_What to work on:_ Return verbatim every line from the first line of the data below to the line that contains "pub mod calendar;", inclusive, and no further.

[Opening Listed records section]

use clap::Parser;
use cyc::cli::{run, Cli};
use tracing_subscriber::EnvFilter;

fn main() -> std::process::ExitCode {
    tracing_subscriber::fmt()
        .with_env_filter(
            EnvFilter::try_from_default_env().unwrap_or_else(|_| EnvFilter::new("info")),
        )
        .with_writer(std::io::stderr)
        .init();

    run(Cli::parse())
}
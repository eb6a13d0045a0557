//! Concrete adapter implementations for ports.

pub mod csv_adapter;
pub mod file_config_adapter;
pub mod table_format;
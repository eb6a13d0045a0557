//! Core domain types and logic.

pub mod holidays;
pub mod calendar;
pub mod time_of_day;
pub mod stock_fact;
pub mod spot;
pub mod lookup;
pub mod symbols;
pub mod config_validation;
pub mod error;
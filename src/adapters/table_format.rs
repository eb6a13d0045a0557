//! Plain-text table rendering for terminal output.
//!
//! Stateless: width and precision are passed in on every call. Tables wider
//! than `max_width` are split into column blocks printed one after another.

/// Renders `value` with `precision` decimals, or `null` when missing.
pub fn format_value(value: Option<f64>, precision: usize) -> String {
    match value {
        Some(v) => format!("{v:.precision$}"),
        None => "null".to_string(),
    }
}

pub fn render_table(headers: &[&str], rows: &[Vec<String>], max_width: usize) -> String {
    if headers.is_empty() {
        return String::new();
    }

    let widths: Vec<usize> = headers
        .iter()
        .enumerate()
        .map(|(col, header)| {
            rows.iter()
                .filter_map(|row| row.get(col))
                .map(|cell| cell.chars().count())
                .chain(std::iter::once(header.chars().count()))
                .max()
                .unwrap_or(0)
        })
        .collect();

    column_blocks(&widths, max_width)
        .into_iter()
        .map(|cols| render_block(headers, rows, &widths, &cols))
        .collect::<Vec<_>>()
        .join("\n")
}

/// Groups column indices so each block fits in `max_width` (at least one
/// column per block).
fn column_blocks(widths: &[usize], max_width: usize) -> Vec<Vec<usize>> {
    let mut blocks: Vec<Vec<usize>> = Vec::new();
    let mut current: Vec<usize> = Vec::new();
    let mut used = 1;

    for (col, &w) in widths.iter().enumerate() {
        // "| " + cell + " " per column, plus the closing "|"
        let needed = w + 3;
        if !current.is_empty() && used + needed > max_width {
            blocks.push(std::mem::take(&mut current));
            used = 1;
        }
        current.push(col);
        used += needed;
    }
    if !current.is_empty() {
        blocks.push(current);
    }
    blocks
}

fn render_block(headers: &[&str], rows: &[Vec<String>], widths: &[usize], cols: &[usize]) -> String {
    let rule = |fill: char| {
        let mut line = String::from("+");
        for &c in cols {
            line.extend(std::iter::repeat_n(fill, widths[c] + 2));
            line.push('+');
        }
        line
    };
    let line = |cells: &dyn Fn(usize) -> String| {
        let mut out = String::from("|");
        for &c in cols {
            out.push_str(&format!(" {:<width$} |", cells(c), width = widths[c]));
        }
        out
    };

    let mut out = vec![rule('-'), line(&|c: usize| headers[c].to_string()), rule('=')];
    for row in rows {
        out.push(line(&|c: usize| row.get(c).cloned().unwrap_or_default()));
    }
    out.push(rule('-'));
    out.join("\n") + "\n"
}
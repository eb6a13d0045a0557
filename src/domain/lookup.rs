//! Aligned stock field lookup for symbol/date rows.

use crate::domain::error::CycError;
use crate::domain::stock_fact::{align, Broadcast, FactField};
use crate::ports::fact_port::FactPort;
use chrono::NaiveDate;
use std::collections::BTreeSet;

#[derive(Debug, Clone, PartialEq)]
pub struct LookupRow {
    pub symbol: String,
    pub date: NaiveDate,
    /// One value per requested field, in request order.
    pub values: Vec<Option<f64>>,
}

/// Looks up `fields` for each symbol/date row with a single fetch.
pub fn lookup_fields(
    port: &dyn FactPort,
    symbols: Broadcast<String>,
    dates: Broadcast<NaiveDate>,
    fields: &[FactField],
) -> Result<Vec<LookupRow>, CycError> {
    if fields.is_empty() {
        return Err(CycError::InvalidInput {
            reason: "at least one field is required".into(),
        });
    }

    let rows = align(symbols, dates)?;
    let wanted_symbols: BTreeSet<String> = rows.iter().map(|(s, _)| s.clone()).collect();
    let wanted_dates: BTreeSet<NaiveDate> = rows.iter().map(|(_, d)| *d).collect();
    let table = port.fetch(&wanted_symbols, &wanted_dates)?;

    Ok(rows
        .into_iter()
        .map(|(symbol, date)| {
            let values = fields
                .iter()
                .map(|&field| table.value(&symbol, date, field))
                .collect();
            LookupRow {
                symbol,
                date,
                values,
            }
        })
        .collect())
}

/// Single-field form of [`lookup_fields`].
pub fn lookup_field(
    port: &dyn FactPort,
    symbols: Broadcast<String>,
    dates: Broadcast<NaiveDate>,
    field: FactField,
) -> Result<Vec<Option<f64>>, CycError> {
    Ok(lookup_fields(port, symbols, dates, &[field])?
        .into_iter()
        .map(|row| row.values[0])
        .collect())
}
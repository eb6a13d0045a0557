//! Configuration validation.
//!
//! Checks the `[data]`, `[spot]` and `[display]` sections before any
//! partition is read.

use crate::domain::error::CycError;
use crate::domain::stock_fact::PriceField;
use crate::ports::config_port::ConfigPort;

pub const DEFAULT_DATASET: &str = "stock_data_day";
pub const MIN_DISPLAY_WIDTH: i64 = 20;
pub const MAX_PRECISION: i64 = 12;

pub fn validate_data_config(config: &dyn ConfigPort) -> Result<(), CycError> {
    validate_data_path(config)?;
    validate_dataset(config)?;
    validate_spot_field(config)?;
    validate_display(config)?;
    Ok(())
}

fn validate_data_path(config: &dyn ConfigPort) -> Result<(), CycError> {
    config.require_string("data", "path").map(|_| ())
}

fn validate_dataset(config: &dyn ConfigPort) -> Result<(), CycError> {
    let Some(dataset) = config.get_string("data", "dataset") else {
        return Ok(());
    };
    let dataset = dataset.trim();
    if dataset.is_empty() || dataset.contains(['/', '\\']) || dataset == ".." {
        return Err(CycError::ConfigInvalid {
            section: "data".to_string(),
            key: "dataset".to_string(),
            reason: "dataset must be a plain directory name".to_string(),
        });
    }
    Ok(())
}

fn validate_spot_field(config: &dyn ConfigPort) -> Result<(), CycError> {
    if let Some(field) = config.get_string("spot", "field") {
        field
            .parse::<PriceField>()
            .map_err(|e| CycError::ConfigInvalid {
                section: "spot".to_string(),
                key: "field".to_string(),
                reason: e.to_string(),
            })?;
    }
    Ok(())
}

fn validate_display(config: &dyn ConfigPort) -> Result<(), CycError> {
    let width = config.get_int("display", "width", 120);
    if width < MIN_DISPLAY_WIDTH {
        return Err(CycError::ConfigInvalid {
            section: "display".to_string(),
            key: "width".to_string(),
            reason: format!("width must be at least {MIN_DISPLAY_WIDTH}"),
        });
    }
    let precision = config.get_int("display", "precision", 4);
    if !(0..=MAX_PRECISION).contains(&precision) {
        return Err(CycError::ConfigInvalid {
            section: "display".to_string(),
            key: "precision".to_string(),
            reason: format!("precision must be between 0 and {MAX_PRECISION}"),
        });
    }
    Ok(())
}
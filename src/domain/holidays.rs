//! US equity market holiday rules.
//!
//! Ten rules produce the observed non-trading weekdays of a year:
//!
//! - Fixed dates with weekend observance: New Year's Day, Juneteenth,
//!   Independence Day, Christmas. Saturday is observed on the preceding
//!   Friday, Sunday on the following Monday; the observed date is kept only
//!   when it falls inside the target year. New Year's Day of the *following*
//!   year is also considered, since a Saturday Jan 1 is observed on Dec 31.
//! - Floating dates: MLK Day, Presidents' Day, Memorial Day, Labor Day,
//!   Thanksgiving.
//! - Good Friday, two days before Gregorian Easter Sunday.
//!
//! Sets are computed once per year and shared through a process-wide cache.

use chrono::{Datelike, Days, NaiveDate, Weekday};
use std::collections::{BTreeMap, HashMap};
use std::fmt;
use std::sync::{Arc, OnceLock, PoisonError, RwLock};
use tracing::debug;

#[derive(Debug, Clone, Copy, PartialEq, Eq, Hash)]
pub enum Holiday {
    NewYearsDay,
    MartinLutherKingJrDay,
    PresidentsDay,
    GoodFriday,
    MemorialDay,
    Juneteenth,
    IndependenceDay,
    LaborDay,
    Thanksgiving,
    Christmas,
}

impl fmt::Display for Holiday {
    fn fmt(&self, f: &mut fmt::Formatter<'_>) -> fmt::Result {
        let name = match self {
            Holiday::NewYearsDay => "New Year's Day",
            Holiday::MartinLutherKingJrDay => "Martin Luther King Jr. Day",
            Holiday::PresidentsDay => "Presidents' Day",
            Holiday::GoodFriday => "Good Friday",
            Holiday::MemorialDay => "Memorial Day",
            Holiday::Juneteenth => "Juneteenth",
            Holiday::IndependenceDay => "Independence Day",
            Holiday::LaborDay => "Labor Day",
            Holiday::Thanksgiving => "Thanksgiving Day",
            Holiday::Christmas => "Christmas Day",
        };
        f.write_str(name)
    }
}

/// Observed holidays of a single year, ordered by date.
#[derive(Debug, Clone, PartialEq, Eq)]
pub struct HolidaySet {
    pub year: i32,
    days: BTreeMap<NaiveDate, Holiday>,
}

impl HolidaySet {
    pub fn contains(&self, date: NaiveDate) -> bool {
        self.days.contains_key(&date)
    }

    pub fn get(&self, date: NaiveDate) -> Option<Holiday> {
        self.days.get(&date).copied()
    }

    pub fn len(&self) -> usize {
        self.days.len()
    }

    pub fn is_empty(&self) -> bool {
        self.days.is_empty()
    }

    pub fn iter(&self) -> impl Iterator<Item = (NaiveDate, Holiday)> + '_ {
        self.days.iter().map(|(d, h)| (*d, *h))
    }

    pub fn dates(&self) -> Vec<NaiveDate> {
        self.days.keys().copied().collect()
    }
}

type HolidayCache = RwLock<HashMap<i32, Arc<HolidaySet>>>;

static CACHE: OnceLock<HolidayCache> = OnceLock::new();

fn cache() -> &'static HolidayCache {
    CACHE.get_or_init(|| RwLock::new(HashMap::new()))
}

/// Holiday set for `year`, computed on first request and cached thereafter.
///
/// Two threads missing the same year concurrently may both compute it; the
/// first insert wins and both results are identical.
pub fn holidays(year: i32) -> Arc<HolidaySet> {
    let cached = cache()
        .read()
        .unwrap_or_else(PoisonError::into_inner)
        .get(&year)
        .cloned();
    if let Some(set) = cached {
        return set;
    }

    let computed = Arc::new(compute_holidays(year));
    debug!(year, count = computed.len(), "computed holiday set");

    let mut guard = cache().write().unwrap_or_else(PoisonError::into_inner);
    Arc::clone(guard.entry(year).or_insert(computed))
}

/// Drops every cached year. Subsequent lookups recompute on demand.
pub fn clear_holiday_cache() {
    cache()
        .write()
        .unwrap_or_else(PoisonError::into_inner)
        .clear();
}

pub fn is_holiday(date: NaiveDate) -> bool {
    holidays(date.year()).contains(date)
}

/// Builds the holiday set without touching the cache.
pub fn compute_holidays(year: i32) -> HolidaySet {
    let mut days = BTreeMap::new();
    let mut keep = |date: Option<NaiveDate>, holiday: Holiday| {
        if let Some(d) = date.filter(|d| d.year() == year) {
            days.insert(d, holiday);
        }
    };

    // New Year's Day of this year and of the next one (Dec 31 observance).
    keep(fixed_observed(year, 1, 1), Holiday::NewYearsDay);
    keep(
        year.checked_add(1).and_then(|next| fixed_observed(next, 1, 1)),
        Holiday::NewYearsDay,
    );
    keep(fixed_observed(year, 6, 19), Holiday::Juneteenth);
    keep(fixed_observed(year, 7, 4), Holiday::IndependenceDay);
    keep(fixed_observed(year, 12, 25), Holiday::Christmas);

    keep(
        nth_weekday_of_month(year, 1, Weekday::Mon, 3),
        Holiday::MartinLutherKingJrDay,
    );
    keep(
        nth_weekday_of_month(year, 2, Weekday::Mon, 3),
        Holiday::PresidentsDay,
    );
    keep(
        last_weekday_of_month(year, 5, Weekday::Mon),
        Holiday::MemorialDay,
    );
    keep(nth_weekday_of_month(year, 9, Weekday::Mon, 1), Holiday::LaborDay);
    keep(
        nth_weekday_of_month(year, 11, Weekday::Thu, 4),
        Holiday::Thanksgiving,
    );

    keep(
        easter_sunday(year).and_then(|easter| easter.checked_sub_days(Days::new(2))),
        Holiday::GoodFriday,
    );

    HolidaySet { year, days }
}

fn fixed_observed(year: i32, month: u32, day: u32) -> Option<NaiveDate> {
    NaiveDate::from_ymd_opt(year, month, day).and_then(observed)
}

/// Saturday → preceding Friday, Sunday → following Monday.
pub fn observed(date: NaiveDate) -> Option<NaiveDate> {
    match date.weekday() {
        Weekday::Sat => date.pred_opt(),
        Weekday::Sun => date.succ_opt(),
        _ => Some(date),
    }
}

/// The `n`th (1-based) `weekday` of the month.
pub fn nth_weekday_of_month(year: i32, month: u32, weekday: Weekday, n: u32) -> Option<NaiveDate> {
    if n == 0 {
        return None;
    }
    let first = NaiveDate::from_ymd_opt(year, month, 1)?;
    let lead = (7 + weekday.num_days_from_monday() - first.weekday().num_days_from_monday()) % 7;
    let date = first.checked_add_days(Days::new(u64::from(lead + 7 * (n - 1))))?;
    (date.month() == month).then_some(date)
}

/// The last `weekday` of the month, possibly the month's final day.
pub fn last_weekday_of_month(year: i32, month: u32, weekday: Weekday) -> Option<NaiveDate> {
    let (next_year, next_month) = if month == 12 {
        (year.checked_add(1)?, 1)
    } else {
        (year, month + 1)
    };
    let last = NaiveDate::from_ymd_opt(next_year, next_month, 1)?.pred_opt()?;
    let back = (7 + last.weekday().num_days_from_monday() - weekday.num_days_from_monday()) % 7;
    last.checked_sub_days(Days::new(u64::from(back)))
}

/// Gregorian Easter Sunday (anonymous Gregorian algorithm).
pub fn easter_sunday(year: i32) -> Option<NaiveDate> {
    let a = year.rem_euclid(19);
    let b = year.div_euclid(100);
    let c = year.rem_euclid(100);
    let d = b.div_euclid(4);
    let e = b.rem_euclid(4);
    let f = (b + 8).div_euclid(25);
    let g = (b - f + 1).div_euclid(3);
    let h = (19 * a + b - d - g + 15).rem_euclid(30);
    let i = c.div_euclid(4);
    let k = c.rem_euclid(4);
    let l = (32 + 2 * e + 2 * i - h - k).rem_euclid(7);
    let m = (a + 11 * h + 22 * l).div_euclid(451);
    let month = (h + l - 7 * m + 114).div_euclid(31);
    let day = (h + l - 7 * m + 114).rem_euclid(31) + 1;
    NaiveDate::from_ymd_opt(year, month as u32, day as u32)
}
//! Domain error types.

use chrono::NaiveDate;

/// Top-level error type for cyc.
#[derive(Debug, thiserror::Error)]
pub enum CycError {
    #[error("invalid date range '{input}': {reason}")]
    InvalidRange { input: String, reason: String },

    #[error("invalid time string '{input}': {reason}")]
    InvalidTime { input: String, reason: String },

    #[error("invalid input: {reason}")]
    InvalidInput { reason: String },

    #[error("date {date} has no trading day within the supported calendar range")]
    DateOutOfRange { date: NaiveDate },

    #[error("no data for {symbol} on {date}")]
    MissingData { symbol: String, date: NaiveDate },

    #[error("data source error: {reason}")]
    DataSource { reason: String },

    #[error("config parse error in {file}: {reason}")]
    ConfigParse { file: String, reason: String },

    #[error("missing config key [{section}] {key}")]
    ConfigMissing { section: String, key: String },

    #[error("invalid config value [{section}] {key}: {reason}")]
    ConfigInvalid {
        section: String,
        key: String,
        reason: String,
    },

    #[error(transparent)]
    Io(#[from] std::io::Error),
}

impl CycError {
    pub(crate) fn invalid_range(input: &str, reason: impl Into<String>) -> Self {
        CycError::InvalidRange {
            input: input.to_string(),
            reason: reason.into(),
        }
    }

    pub(crate) fn invalid_time(input: &str, reason: impl Into<String>) -> Self {
        CycError::InvalidTime {
            input: input.to_string(),
            reason: reason.into(),
        }
    }
}

impl From<&CycError> for std::process::ExitCode {
    fn from(err: &CycError) -> Self {
        let code: u8 = match err {
            CycError::Io(_) => 1,
            CycError::ConfigParse { .. }
            | CycError::ConfigMissing { .. }
            | CycError::ConfigInvalid { .. } => 2,
            CycError::DataSource { .. } => 3,
            CycError::InvalidRange { .. }
            | CycError::InvalidTime { .. }
            | CycError::InvalidInput { .. }
            | CycError::DateOutOfRange { .. } => 4,
            CycError::MissingData { .. } => 5,
        };
        std::process::ExitCode::from(code)
    }
}
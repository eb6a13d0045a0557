#![allow(dead_code)]

use chrono::NaiveDate;
use cyc::domain::error::CycError;
pub use cyc::domain::stock_fact::StockFact;
use cyc::domain::stock_fact::FactTable;
use cyc::ports::fact_port::FactPort;
use std::cell::RefCell;
use std::collections::BTreeSet;
use std::fs;
use std::path::Path;

/// In-memory fact source that records every fetch it serves.
pub struct MockFactPort {
    pub facts: Vec<StockFact>,
    pub error: Option<String>,
    pub fetches: RefCell<Vec<(BTreeSet<String>, BTreeSet<NaiveDate>)>>,
}

impl MockFactPort {
    pub fn new() -> Self {
        Self {
            facts: Vec::new(),
            error: None,
            fetches: RefCell::new(Vec::new()),
        }
    }

    pub fn with_fact(mut self, fact: StockFact) -> Self {
        self.facts.push(fact);
        self
    }

    pub fn with_error(mut self, reason: &str) -> Self {
        self.error = Some(reason.to_string());
        self
    }

    pub fn fetch_count(&self) -> usize {
        self.fetches.borrow().len()
    }
}

impl FactPort for MockFactPort {
    fn fetch(
        &self,
        symbols: &BTreeSet<String>,
        dates: &BTreeSet<NaiveDate>,
    ) -> Result<FactTable, CycError> {
        self.fetches
            .borrow_mut()
            .push((symbols.clone(), dates.clone()));
        if let Some(reason) = &self.error {
            return Err(CycError::DataSource {
                reason: reason.clone(),
            });
        }
        Ok(self
            .facts
            .iter()
            .filter(|f| symbols.contains(&f.symbol) && dates.contains(&f.date))
            .cloned()
            .collect())
    }
}

pub fn date(y: i32, m: u32, d: u32) -> NaiveDate {
    NaiveDate::from_ymd_opt(y, m, d).unwrap()
}

pub fn close_fact(symbol: &str, day: NaiveDate, close: f64) -> StockFact {
    StockFact {
        close: Some(close),
        ..StockFact::new(symbol, day)
    }
}

pub fn action_fact(
    symbol: &str,
    day: NaiveDate,
    close: f64,
    dividend: Option<f64>,
    split: Option<f64>,
) -> StockFact {
    StockFact {
        close: Some(close),
        dividend,
        split,
        ..StockFact::new(symbol, day)
    }
}

/// Writes `<root>/<dataset>/<name>.csv`.
pub fn write_partition(root: &Path, dataset: &str, name: &str, content: &str) {
    let dir = root.join(dataset);
    fs::create_dir_all(&dir).unwrap();
    fs::write(dir.join(format!("{name}.csv")), content).unwrap();
}
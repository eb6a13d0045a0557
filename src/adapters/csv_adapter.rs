//! Dated-partition CSV fact adapter.
//!
//! Daily data lives in one file per trading day:
//! `<root>/<dataset>/<YYYYMMDD>.csv`. Columns are matched by header name;
//! `sym` is required, and any of `time, open, high, low, close, volume,
//! dividend, split` may be present. Empty cells read as missing values;
//! `time` holds the time of day of intraday rows.

use crate::domain::calendar::{format_day, parse_dates, parse_day};
use crate::domain::config_validation::DEFAULT_DATASET;
use crate::domain::error::CycError;
use crate::domain::stock_fact::{FactField, FactTable, StockFact};
use crate::domain::time_of_day::{parse_time_of_day, TimeWindow};
use crate::ports::config_port::ConfigPort;
use crate::ports::fact_port::FactPort;
use chrono::NaiveDate;
use std::collections::BTreeSet;
use std::fs;
use std::path::{Path, PathBuf};
use tracing::{debug, info, warn};

pub struct PartitionedCsvAdapter {
    root: PathBuf,
    dataset: String,
}

impl PartitionedCsvAdapter {
    pub fn new(root: impl Into<PathBuf>, dataset: impl Into<String>) -> Self {
        Self {
            root: root.into(),
            dataset: dataset.into(),
        }
    }

    pub fn from_config(config: &dyn ConfigPort) -> Result<Self, CycError> {
        let root = config.require_string("data", "path")?;
        let dataset = config
            .get_string("data", "dataset")
            .map(|s| s.trim().to_string())
            .filter(|s| !s.is_empty())
            .unwrap_or_else(|| DEFAULT_DATASET.to_string());
        Ok(Self::new(root, dataset))
    }

    pub fn dataset(&self) -> &str {
        &self.dataset
    }

    pub fn dataset_dir(&self) -> PathBuf {
        self.root.join(&self.dataset)
    }

    pub fn partition_path(&self, date: NaiveDate) -> PathBuf {
        self.dataset_dir().join(format!("{}.csv", format_day(date)))
    }

    fn ensure_dataset_dir(&self) -> Result<PathBuf, CycError> {
        let dir = self.dataset_dir();
        if !dir.is_dir() {
            return Err(CycError::DataSource {
                reason: format!("data path '{}' does not exist", dir.display()),
            });
        }
        Ok(dir)
    }

    /// Loads every partition for the trading days of `range`
    /// (`YYYYMMDD` or `YYYYMMDD-YYYYMMDD`).
    pub fn load_range(&self, range: &str) -> Result<Vec<StockFact>, CycError> {
        let dates = parse_dates(range)?;
        if dates.is_empty() {
            return Err(CycError::invalid_range(range, "no trading days found in range"));
        }
        self.load_dates(&dates)
    }

    /// [`load_range`](Self::load_range) keeping only rows whose time of day
    /// falls inside `window`. Rows without a time are dropped by any bounded
    /// window.
    pub fn load_range_within(
        &self,
        range: &str,
        window: &TimeWindow,
    ) -> Result<Vec<StockFact>, CycError> {
        let mut facts = self.load_range(range)?;
        if !window.is_unbounded() {
            let before = facts.len();
            facts.retain(|fact| window.admits(fact.time));
            debug!(kept = facts.len(), dropped = before - facts.len(), "applied time window");
        }
        Ok(facts)
    }

    /// Loads the partitions for `dates` in the given order. Missing
    /// partitions are skipped and reported in a single warning.
    pub fn load_dates(&self, dates: &[NaiveDate]) -> Result<Vec<StockFact>, CycError> {
        if dates.is_empty() {
            return Err(CycError::InvalidInput {
                reason: "no dates provided".into(),
            });
        }
        self.ensure_dataset_dir()?;
        info!(dataset = %self.dataset, days = dates.len(), "loading partitions");

        let mut facts = Vec::new();
        let mut missing = Vec::new();
        for &date in dates {
            let path = self.partition_path(date);
            if !path.is_file() {
                missing.push(format_day(date));
                continue;
            }
            facts.extend(read_partition(&path, date)?);
        }

        if !missing.is_empty() {
            warn!(dataset = %self.dataset, missing_dates = %missing.join(", "), "missing partitions");
        }
        Ok(facts)
    }

    /// Dates with a partition file on disk, ascending.
    pub fn list_partitions(&self) -> Result<Vec<NaiveDate>, CycError> {
        let dir = self.ensure_dataset_dir()?;
        let entries = fs::read_dir(&dir).map_err(|e| CycError::DataSource {
            reason: format!("failed to read directory {}: {}", dir.display(), e),
        })?;

        let mut dates = Vec::new();
        for entry in entries {
            let entry = entry.map_err(|e| CycError::DataSource {
                reason: format!("directory entry error: {}", e),
            })?;
            let name = entry.file_name();
            let name = name.to_string_lossy();
            if let Some(stem) = name.strip_suffix(".csv") {
                if let Ok(date) = parse_day(stem) {
                    dates.push(date);
                }
            }
        }
        dates.sort();
        Ok(dates)
    }
}

impl FactPort for PartitionedCsvAdapter {
    fn fetch(
        &self,
        symbols: &BTreeSet<String>,
        dates: &BTreeSet<NaiveDate>,
    ) -> Result<FactTable, CycError> {
        self.ensure_dataset_dir()?;

        let mut table = FactTable::new();
        for &date in dates {
            let path = self.partition_path(date);
            if !path.is_file() {
                debug!(%date, "no partition");
                continue;
            }
            read_partition(&path, date)?
                .into_iter()
                .filter(|fact| symbols.contains(&fact.symbol))
                .for_each(|fact| table.insert(fact));
        }
        Ok(table)
    }
}

fn read_partition(path: &Path, date: NaiveDate) -> Result<Vec<StockFact>, CycError> {
    let mut rdr = csv::ReaderBuilder::new()
        .trim(csv::Trim::All)
        .from_path(path)
        .map_err(|e| CycError::DataSource {
            reason: format!("failed to read {}: {}", path.display(), e),
        })?;

    let headers = rdr
        .headers()
        .map_err(|e| CycError::DataSource {
            reason: format!("{}: CSV header error: {}", path.display(), e),
        })?
        .clone();
    let find = |name: &str| headers.iter().position(|h| h.eq_ignore_ascii_case(name));

    let sym_idx = find("sym")
        .or_else(|| find("symbol"))
        .ok_or_else(|| CycError::DataSource {
            reason: format!("{}: missing sym column", path.display()),
        })?;
    let time_idx = find("time");
    let columns: Vec<(FactField, usize)> = FactField::ALL
        .into_iter()
        .filter_map(|field| find(field.column()).map(|idx| (field, idx)))
        .collect();

    let mut facts = Vec::new();
    for result in rdr.records() {
        let record = result.map_err(|e| CycError::DataSource {
            reason: format!("{}: CSV parse error: {}", path.display(), e),
        })?;

        let symbol = record.get(sym_idx).unwrap_or_default();
        if symbol.is_empty() {
            continue;
        }

        let mut fact = StockFact::new(symbol, date);
        if let Some(idx) = time_idx {
            let cell = record.get(idx).unwrap_or_default();
            if !cell.is_empty() {
                fact.time = Some(parse_time_of_day(cell).map_err(|e| CycError::DataSource {
                    reason: format!("{}: invalid time value for {}: {}", path.display(), symbol, e),
                })?);
            }
        }
        for &(field, idx) in &columns {
            let value = parse_cell(record.get(idx).unwrap_or_default()).map_err(|reason| {
                CycError::DataSource {
                    reason: format!("{}: invalid {} value for {}: {}", path.display(), field, symbol, reason),
                }
            })?;
            set_field(&mut fact, field, value);
        }
        facts.push(fact);
    }
    Ok(facts)
}

fn parse_cell(cell: &str) -> Result<Option<f64>, String> {
    if cell.is_empty() || cell.eq_ignore_ascii_case("null") {
        return Ok(None);
    }
    cell.parse::<f64>().map(Some).map_err(|e| e.to_string())
}

fn set_field(fact: &mut StockFact, field: FactField, value: Option<f64>) {
    let slot = match field {
        FactField::Open => &mut fact.open,
        FactField::High => &mut fact.high,
        FactField::Low => &mut fact.low,
        FactField::Close => &mut fact.close,
        FactField::Volume => &mut fact.volume,
        FactField::Dividend => &mut fact.dividend,
        FactField::Split => &mut fact.split,
    };
    *slot = value;
}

[Closing Listed records section]

_Response for this exercise:_
use clap::Parser;
use cyc::cli::{run, Cli};
use tracing_subscriber::EnvFilter;

fn main() -> std::process::ExitCode {
    tracing_subscriber::fmt()
        .with_env_filter(
            EnvFilter::try_from_default_env().unwrap_or_else(|_| EnvFilter::new("info")),
        )
        .with_writer(std::io::stderr)
        .init();

    run(Cli::parse())
}
repository eb6a13d0045a0557
//! Concrete adapter implementations for ports.

pub mod csv_adapter;
pub mod file_config_adapter;
pub mod table_format;
repository eb6a13d0045a0557
//! Core domain types and logic.

pub mod holidays;
pub mod calendar;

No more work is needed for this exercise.